This month I’ve read that:
Late Fragments: Everything I Want to Tell You by Kate Gross
My rating: 5 of 5 stars
I only meant to start this book, but I finished it in one sitting. A really lively book, with much humour and insight into the life of a woman (younger than me) writing near the end of her time. Following hard on reading Rachael Bland’s book, there’s a challenge to live well, to enjoy the ordinary, but also that terminal cancer does not make one a brave, inspirational saint.
Extraordinary Means by Robyn Schneider
My rating: 4 of 5 stars
I enjoyed this (YA) book – it could probably highlight earlier on (rather than in the notes at the end) that it’s dealing with a fictional disease – but I enjoyed it as a concept in a rather dystopian kind of way … and in dealing with cancer which can make you feel rather cut off from ‘normal life’ recognised some aspects of that. Kind of book I needed when my body wouldn’t go to sleep after an operation!
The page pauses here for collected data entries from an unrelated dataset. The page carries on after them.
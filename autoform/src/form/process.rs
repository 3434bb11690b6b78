//! Adds one schema's fields to the working form state.

use tracing::debug;

use crate::model::Schema;

use super::assembly::{AutoFields, FormMode};
use super::fields::{prefixed_name, FieldCollection, FormField};
use super::group::GroupFactory;

/// Returns `true` for omission flags that mark a field omitted.
///
/// Flags are stored verbatim; everything except an empty string and
/// `false`/`no`/`off`/`0` (any case) counts.
#[must_use]
pub fn is_truthy(flag: &str) -> bool {
    let flag = flag.trim();
    !(flag.is_empty()
        || flag.eq_ignore_ascii_case("false")
        || flag.eq_ignore_ascii_case("no")
        || flag.eq_ignore_ascii_case("off")
        || flag == "0")
}

/// Adds every field of `schema` to `form`, prefixed by `prefix`.
///
/// Widget, mode, omission and permission metadata are applied per field.
/// Fields listed in one of the schema's fieldsets go to the group of that
/// name; the rest go to `default_group` if given, otherwise to the main
/// field collection. A missing default group is created, labelled with the
/// schema name.
///
/// Calling this twice for the same schema and prefix replaces the fields
/// added by the first call.
pub fn process_fields(
    form: &mut AutoFields,
    schema: &Schema,
    prefix: &str,
    default_group: Option<&str>,
) {
    let metadata = &schema.metadata;
    let mode = form.mode();
    let checker = form.declaration().permission_checker.clone();

    let mut all_fields = FieldCollection::new();
    for descriptor in &schema.fields {
        let name = descriptor.name.as_str();
        let mut field = FormField::with_prefix(descriptor.clone(), prefix, Some(&schema.identifier));
        field.widget = metadata.widget_for(name).map(str::to_owned);
        field.mode = metadata.mode_for(name).map(str::to_owned);
        field.omitted = metadata.omitted_for(name).is_some_and(is_truthy);
        field.read_permission = metadata.read_permission_for(name).map(str::to_owned);
        field.write_permission = metadata.write_permission_for(name).map(str::to_owned);

        if let Some(checker) = &checker {
            let governing = match mode {
                FormMode::Input => field.write_permission.as_deref(),
                FormMode::Display => field.read_permission.as_deref(),
            };
            if let Some(permission) = governing {
                if !checker.check_permission(permission) {
                    debug!(field = %field.name, permission, "field dropped by permission check");
                    continue;
                }
            }
        }

        all_fields.insert(field);
    }

    let mut placed: Vec<String> = Vec::new();
    for fieldset in metadata.fieldsets().unwrap_or_default() {
        let names: Vec<String> = fieldset
            .fields
            .iter()
            .map(|n| prefixed_name(prefix, n))
            .filter(|n| all_fields.contains(n) && !placed.contains(n))
            .collect();
        let selected = all_fields.select(&names);
        match form.find_group(&fieldset.name) {
            Some(index) => form.groups[index].fields.extend(selected),
            None => {
                debug!(group = %fieldset.name, schema = %schema.identifier, "creating fieldset group");
                form.groups.push(
                    GroupFactory::new(fieldset.name.as_str(), fieldset.label())
                        .with_description(fieldset.description.clone())
                        .with_fields(selected),
                );
            }
        }
        placed.extend(names);
    }

    let remaining = all_fields.omit(&placed);
    debug!(
        schema = %schema.identifier,
        prefix,
        fields = remaining.len(),
        group = default_group.unwrap_or(""),
        "processed schema fields"
    );
    match default_group {
        None => form.fields.extend(remaining),
        Some(group_name) => {
            let index = match form.find_group(group_name) {
                Some(index) => index,
                None => {
                    form.groups.push(
                        GroupFactory::new(group_name, schema.name.as_str())
                            .with_description(schema.doc.clone()),
                    );
                    form.groups.len() - 1
                }
            };
            form.groups[index].fields.extend(remaining);
        }
    }
}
Everything Happens for a Reason and Other Lies I’ve Loved by Kate Bowler
My rating: 5 of 5 stars
This was a really resonant book for me to read at the moment, also preparing for Stage IV cancer treatment, and considering the impact on my life/faith, etc. Apparently I made 65 highlights on this book… and I think I’ve made them public… one of them was about friends coming round with armfuls of Kale (lol!)
Also useful more widely for tackling the prosperity gospel, and encouraging to see that overall identity not lost to cancer!
Dead to Me by Lesley Pearse
My rating: 4 of 5 stars
I always find Lesley P’s books very readable. They often deal with quite dark topics, this one majors on female friendships and recovering from a nightmare childhood, amongst which there are heartwarming moments, laughs, and questions of how do you move on from those difficult times.
The Choice: Embrace the Possible by Edith Eger
My rating: 4 of 5 stars
I’ve read a number of books related to concentration camps recently, and visited both Auschwitz and Mauthausen, both mentioned in this book. This book was recommended in another book with enough power to seek this one out – including the hook that as a ballet dancer, she was forced to dance for Mengele (and held her mother’s words that others can take everything but your mind from you).
One of the powerful things about this book is that Eger, as she weaves in her own experiences with those of her clients when she trained as a psychologist after the war, is that whilst she talks about becoming a thriver, rather than just a survivor, she doesn’t pretend that this is easy, or that this will happen overnight, or that you’ll no longer be affected by the trauma.
Eger also talks powerfully about there being no hierarchy of suffering – comparison may lead to us minimising/discounting our own suffering – but rather than saying that our suffering is less significant than someone else’s, we should think ‘If she can do it, then so can I’. Even those who moan about the smaller things in life (e.g. wrong colour car) are really thinking of something bigger that they are unable to express.
Your Life In My Hands – a Junior Doctor’s Story by Rachel Clarke
My rating: 4 of 5 stars
As someone who is heavily reliant upon the NHS for cancer treatment, Clarke gives an excellent insight into the turmoil in the NHS… something I’ve seen: watching overworked nurses trying to give us their best care, and meaning that we don’t want to be ‘difficult’ means some things can get missed.
I enjoyed reading this – unsurprisingly as Clarke used to be a journalist (and I also enjoy her tweets), and nicely wove together stories of medical procedures that she’d been involved in, and tied them to a sense of how this impacted how she got engaged in the Junior Doctors strike – ending up the face of some of it, the issues caused by the underfunding of the NHS, and how her own life and family have been affected by the NHS as medics and as patients.